Regexp in ruby 1.8.7 that will detect a 4-byte Unicode character

986 views Asked by At

Can anyone tell me how I would write a ruby regexp in ruby 1.8.7 to detect the presence of a 4-byte unicode character (specifically the emoji)? I am trying to handle the fact that mysql does not, by default, allow you to store 4-byte emoji unicode characters, now in use by iOS 5.

Thanks!

2

There are 2 answers

0
esilver On BEST ANSWER

This appears to match the first two bytes of the four bytes that represent emoji. This is being run in ruby 1.8.7.

str.match(/\360\237/)
0
crishoj On

Altering the table might be feasible using a non-blocking online approach, e.g.

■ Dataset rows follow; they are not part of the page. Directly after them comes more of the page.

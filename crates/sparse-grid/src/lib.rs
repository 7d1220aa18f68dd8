//! Sparse, unbounded 3D spatial index over a uniform grid of cubic cells.
//!
//! This crate lets a host (a game, a robotics stack, a simulation) register
//! volumetric elements — spheres or axis-aligned boxes — at world-space
//! positions, relocate them as they move, and answer two classes of
//! geometric queries cheaply:
//!
//! - [`SphereQueryBuilder`] / [`CachedSphereQuery`] — *radial overlap*:
//!   which elements overlap a sphere centered at a point?
//! - [`LineTrace`] — *line trace*: which elements does a directed segment
//!   pierce, optionally stopping at the nearest hit?
//!
//! Three subsystems cooperate:
//!
//! - [`SlotMap`] — a generational, dense-array-backed element store whose
//!   [`ElementId`] handles stay stable under insert/remove and never resolve
//!   once their element is gone.
//! - [`SpatialGrid`] — a sparse map from integer [`CellCoord`]s to sets of
//!   element ids, plus the monotonically growing AABB of all occupied space.
//! - The query engines — a pre-classified shell scanner for radial queries
//!   and a 3D-DDA voxel walk for line traces.
//!
//! # Semantics
//!
//! A grid is parameterized by a [`GridSemantics`] type fixing the cell size,
//! the maximum element radius, and the host payload at compile time. The
//! radius cap (`MAX_ELEMENT_RADIUS < CELL_SIZE / 2`) is what lets both query
//! engines confine their search to a one-cell neighborhood.
//!
//! # Example
//!
//! ```
//! use nalgebra::Point3;
//! use sparse_grid::{Bounds, GridSemantics, LineTrace, SpatialGrid, SphereQueryBuilder};
//!
//! struct WorldSemantics;
//! impl GridSemantics for WorldSemantics {
//!     const CELL_SIZE: f64 = 100.0;
//!     const MAX_ELEMENT_RADIUS: f64 = 49.0;
//!     type ElementData = u64;
//! }
//!
//! let mut grid: SpatialGrid<WorldSemantics> = SpatialGrid::new();
//! let id = grid.add_element(
//!     Bounds::Sphere { origin: Point3::new(10.0, 10.0, 10.0), radius: 5.0 },
//!     42,
//! );
//!
//! // Radial query: build once, run against any origin.
//! let query = SphereQueryBuilder::new().radius(250.0).build_cached();
//! let mut found = Vec::new();
//! query
//!     .set_origin(Point3::new(0.0, 0.0, 0.0))
//!     .each(&grid, |id, element| found.push((id, *element.data())));
//! assert_eq!(found, vec![(id, 42)]);
//!
//! // Line trace: closest hit along a segment.
//! let trace = LineTrace::new(Point3::new(-500.0, 10.0, 10.0), Point3::new(500.0, 10.0, 10.0));
//! let hit = trace.single(&grid);
//! assert!(hit.blocking_hit);
//! assert_eq!(hit.element_id, id);
//! ```
//!
//! # Concurrency
//!
//! Mutation requires `&mut SpatialGrid`; reads — lookups and both query
//! engines — take `&self` and are safe to fan out across threads once
//! mutation has quiesced. See the [`SpatialGrid`] docs.
//!
//! # Float semantics
//!
//! Coordinates are `f64` and assumed free of NaNs. Axis-aligned rays produce
//! infinite reciprocal components; all traversal math tolerates them.

// Safety: Deny unwrap/expect in library code. Tests may use them.
#![cfg_attr(not(test), deny(clippy::unwrap_used, clippy::expect_used))]
#![warn(missing_docs)]
#![warn(clippy::all)]
#![warn(clippy::pedantic)]

mod bounds;
mod coord;
mod error;
mod grid;
pub mod math;
mod query;
mod slot_map;
mod trace;

pub use bounds::{Aabb, Bounds, DebugDraw};
pub use coord::{CellCoord, CellRange, CellRangeIter};
pub use error::GridError;
pub use grid::{
    Cell, Element, GridSemantics, SpatialGrid, cell_extent, half_cell_size, half_diagonal,
};
pub use query::{
    CachedQueryIter, CachedSphereQuery, QueryIter, SphereQuery, SphereQueryBuilder,
};
pub use slot_map::{ElementId, SlotMap};
pub use trace::{LineTrace, TraceResult};

// Re-export the math types for convenience.
pub use nalgebra::{Point3, Vector3};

Maatkit's online-schema-change: http://www.percona.com/doc/percona-toolkit/pt-online-schema-change.html

From the docs:

In brief, this tool works by creating a temporary table which is a copy of the original table (the one being altered). (The temporary table is not created like CREATE TEMPORARY TABLE; we call it temporary because it ultimately replaces the original table.) The temporary table is altered, then triggers are defined on the original table to capture changes made on it and apply them to the temporary table. This keeps the two tables in sync. Then all rows are copied from the original table to the temporary table; this part can take awhile. When done copying rows, the two tables are swapped by using RENAME TABLE. At this point there are two copies of the table: the old table which used to be the original table, and the new table which used to be the temporary table but now has the same name as the original table. If --drop-old-table is specified, then the old table is dropped.